_TASK GOAL:_ Please determine how many lines of the material include the word "filter", and respond with nothing but that number.
#####
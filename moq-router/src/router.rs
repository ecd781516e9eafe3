use bytes::Bytes;
use http::{HeaderName, Response};
use moq_config::prelude::NumericStrings;
use tokio::time::sleep;
use tracing::{debug, instrument};

use crate::encode::{json_response, not_found};
use crate::pattern::Binding;
use crate::route::RouteDefinition;
use crate::status::reason_phrase;

pub const ROUTE_ID_HEADER: &str = "x-moq-route-id";
pub const STATUS_PARAMETER: &str = "_status";

/// Everything the router needs to know about an incoming request.
#[derive(Debug, Clone, PartialEq, Eq)]
pub struct RequestContext {
    pub method: String,
    /// The raw request target, query string included.
    pub target: String,
    pub requested_status: Option<u16>,
}

impl RequestContext {
    /// Builds the context, reading `_status` from the query string.
    pub fn new(method: &str, target: &str) -> Self {
        let requested_status = target
            .split_once('?')
            .and_then(|(_, query)| requested_status(query.as_bytes()));

        Self {
            method: method.to_owned(),
            target: target.to_owned(),
            requested_status,
        }
    }

    /// A `_status` field in a form encoded body wins over the query string.
    pub fn with_form_body(mut self, body: &[u8]) -> Self {
        if let Some(status) = requested_status(body) {
            self.requested_status = Some(status);
        }
        self
    }
}

fn requested_status(form: &[u8]) -> Option<u16> {
    form_urlencoded::parse(form)
        .filter(|(name, _)| name == STATUS_PARAMETER)
        .last()
        .and_then(|(_, value)| value.trim().parse::<u16>().ok())
        .filter(|status| *status >= 100)
}

/// The route table. Routes are tried in declaration order and the first one
/// matching wins.
#[derive(Debug, Clone)]
pub struct Router {
    routes: Vec<RouteDefinition>,
    base_path: String,
    numeric_strings: NumericStrings,
}

impl Router {
    pub fn new(routes: Vec<RouteDefinition>, base_path: &str, numeric_strings: NumericStrings) -> Self {
        Self {
            routes,
            base_path: normalize_base_path(base_path),
            numeric_strings,
        }
    }

    pub fn routes(&self) -> &[RouteDefinition] {
        &self.routes
    }

    /// Derives the path routes are matched against: no query string, no base
    /// path, always starting with `/`. Targets outside the base path resolve
    /// to nothing.
    pub fn resolve_path(&self, target: &str) -> Option<String> {
        let path = match target.split_once('?') {
            Some((path, _)) => path,
            None => target,
        };

        let path = if self.base_path == "/" {
            path
        } else if path == self.base_path.trim_end_matches('/') {
            ""
        } else {
            path.strip_prefix(self.base_path.as_str())?
        };

        if path.starts_with('/') {
            Some(path.to_owned())
        } else {
            Some(format!("/{}", path))
        }
    }

    pub fn find(&self, method: &str, path: &str) -> Option<(&RouteDefinition, Vec<Binding>)> {
        self.routes.iter().find_map(|route| {
            route
                .matches(method, path)
                .map(|bindings| (route, bindings))
        })
    }

    #[instrument(skip_all, fields(http.method = %ctx.method, http.target = %ctx.target))]
    pub async fn respond(&self, ctx: &RequestContext) -> Response<Bytes> {
        let path = match self.resolve_path(&ctx.target) {
            Some(path) => path,
            None => {
                debug!("{} is outside of {}", ctx.target, self.base_path);
                return not_found();
            }
        };
        debug!("Resolved path {}", path);

        let (route, bindings) = match self.find(&ctx.method, &path) {
            Some(found) => found,
            None => {
                debug!("No route matched {} {}", ctx.method, path);
                return not_found();
            }
        };
        debug!("Matched route {} ({})", route.id, route.pattern.as_str());

        if !route.delay.is_zero() {
            debug!("Starting a wait of {:?}", route.delay);
            sleep(route.delay).await;
        }

        let rendered = route.render(ctx.requested_status, &bindings);
        debug!(
            "Responding with {} {}",
            rendered.status.as_u16(),
            reason_phrase(rendered.status)
        );

        let mut response = json_response(rendered.status, &rendered.body, self.numeric_strings);
        response.headers_mut().insert(
            HeaderName::from_static(ROUTE_ID_HEADER),
            route.id_header.clone(),
        );
        response
    }
}

fn normalize_base_path(base_path: &str) -> String {
    let trimmed = base_path.trim_matches('/');
    if trimmed.is_empty() {
        "/".to_owned()
    } else {
        format!("/{}/", trimmed)
    }
}

#[cfg(test)]
fn router(routes: Vec<moq_config::prelude::RouteConfig>, base_path: &str) -> Router {
    let mut builder = crate::RouterBuilder::new();
    for route in &routes {
        builder.load_config(route);
    }
    builder
        .base_path(base_path)
        .numeric_strings(NumericStrings::Coerce)
        .build()
        .unwrap()
}

#[cfg(test)]
fn body_json(response: Response<Bytes>) -> serde_json::Value {
    serde_json::from_slice(response.body()).unwrap()
}

#[cfg(test)]
use crate::route::route_config;
#[cfg(test)]
use http::StatusCode;
#[cfg(test)]
use serde_json::json;

#[test]
fn test_request_context_status() {
    assert_eq!(None, RequestContext::new("GET", "/users").requested_status);
    assert_eq!(
        Some(404),
        RequestContext::new("GET", "/users?_status=404").requested_status
    );
    assert_eq!(
        Some(201),
        RequestContext::new("GET", "/users?_status=404&_status=201").requested_status
    );
    assert_eq!(
        None,
        RequestContext::new("GET", "/users?_status=99").requested_status
    );
    assert_eq!(
        None,
        RequestContext::new("GET", "/users?_status=abc").requested_status
    );

    let ctx = RequestContext::new("POST", "/users?_status=404").with_form_body(b"name=x&_status=409");
    assert_eq!(Some(409), ctx.requested_status);

    let ctx = RequestContext::new("POST", "/users?_status=404").with_form_body(b"name=x");
    assert_eq!(Some(404), ctx.requested_status);
}

#[test]
fn test_resolve_path() {
    let root = router(vec![], "/");
    assert_eq!(Some("/users/42".to_owned()), root.resolve_path("/users/42"));
    assert_eq!(Some("/users/42".to_owned()), root.resolve_path("/users/42?_status=404"));
    assert_eq!(Some("/".to_owned()), root.resolve_path("/"));
    assert_eq!(Some("/".to_owned()), root.resolve_path(""));

    let mounted = router(vec![], "api");
    assert_eq!(Some("/users/42".to_owned()), mounted.resolve_path("/api/users/42?x=1"));
    assert_eq!(Some("/".to_owned()), mounted.resolve_path("/api/"));
    assert_eq!(Some("/".to_owned()), mounted.resolve_path("/api"));
    assert_eq!(None, mounted.resolve_path("/other/1"));
    assert_eq!(None, mounted.resolve_path("/apiary/1"));
}

#[tokio::test]
async fn test_targets_outside_base_path_are_not_found() {
    let routes = router(
        vec![route_config("/users/:id", "GET", json!({"200": {"id": ":id"}}), 0)],
        "/mock",
    );

    let response = routes.respond(&RequestContext::new("GET", "/mock/users/42")).await;
    assert_eq!(StatusCode::OK, response.status());
    assert_eq!(json!({"id": 42}), body_json(response));

    let response = routes.respond(&RequestContext::new("GET", "/users/42")).await;
    assert_eq!(StatusCode::NOT_FOUND, response.status());
    assert!(!response.headers().contains_key(ROUTE_ID_HEADER));
    assert_eq!(json!("Resource not found baby."), body_json(response));
}

#[test]
fn test_first_declared_route_wins() {
    let routes = router(
        vec![
            route_config("/users/:id", "GET", json!({"200": "by id"}), 0),
            route_config("/users/me", "GET", json!({"200": "me"}), 0),
        ],
        "/",
    );

    let (route, bindings) = routes.find("GET", "/users/me").unwrap();
    assert_eq!("GET /users/:id", route.id);
    assert_eq!(":id", bindings[0].token);
    assert_eq!("me", bindings[0].value);
}

#[test]
fn test_literal_routes_need_exact_path() {
    let routes = router(
        vec![route_config("/health", "GET", json!({"200": "up"}), 0)],
        "/",
    );

    assert!(routes.find("GET", "/health").is_some());
    assert!(routes.find("GET", "/healthz").is_none());
    assert!(routes.find("GET", "/health/").is_none());
    assert!(routes.find("POST", "/health").is_none());
}

#[tokio::test]
async fn test_respond_with_bindings() {
    let routes = router(
        vec![route_config(
            "/users/:id",
            "GET",
            json!({"200": {"id": ":id", "name": "demo"}}),
            0,
        )],
        "/",
    );

    let response = routes.respond(&RequestContext::new("GET", "/users/42")).await;
    assert_eq!(StatusCode::OK, response.status());
    assert_eq!(
        "GET /users/:id",
        response.headers()[ROUTE_ID_HEADER].to_str().unwrap()
    );
    assert_eq!(json!({"id": 42, "name": "demo"}), body_json(response));

    let response = routes.respond(&RequestContext::new("GET", "/users/7")).await;
    assert_eq!(json!({"id": 7, "name": "demo"}), body_json(response));

    let response = routes
        .respond(&RequestContext::new("GET", "/users/42/extra"))
        .await;
    assert_eq!(StatusCode::NOT_FOUND, response.status());
    assert_eq!(json!("Resource not found baby."), body_json(response));
}

#[tokio::test]
async fn test_respond_with_requested_status() {
    let routes = router(
        vec![route_config(
            "/items",
            "GET",
            json!({"200": "ok", "404": "missing"}),
            0,
        )],
        "/",
    );

    let response = routes
        .respond(&RequestContext::new("GET", "/items?_status=404"))
        .await;
    assert_eq!(StatusCode::NOT_FOUND, response.status());
    assert_eq!(json!("missing"), body_json(response));

    let response = routes
        .respond(&RequestContext::new("GET", "/items?_status=500"))
        .await;
    assert_eq!(StatusCode::OK, response.status());
    assert_eq!(json!("ok"), body_json(response));
}

#[tokio::test(start_paused = true)]
async fn test_delay_is_capped_at_ten_seconds() {
    let routes = router(
        vec![route_config("/slow", "GET", json!({"200": "done"}), 15)],
        "/",
    );

    let start = tokio::time::Instant::now();
    let response = routes.respond(&RequestContext::new("GET", "/slow")).await;
    assert_eq!(StatusCode::OK, response.status());
    let elapsed = start.elapsed();
    assert!(elapsed >= std::time::Duration::from_secs(10));
    assert!(elapsed < std::time::Duration::from_secs(11));
}

#[tokio::test(start_paused = true)]
async fn test_unmatched_request_is_not_delayed() {
    let routes = router(
        vec![route_config("/slow", "GET", json!({"200": "done"}), 5)],
        "/",
    );

    let start = tokio::time::Instant::now();
    let response = routes.respond(&RequestContext::new("DELETE", "/unknown")).await;
    assert_eq!(StatusCode::NOT_FOUND, response.status());
    assert_eq!(std::time::Duration::ZERO, start.elapsed());
}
#####
_ANSWER SPACE:_ 2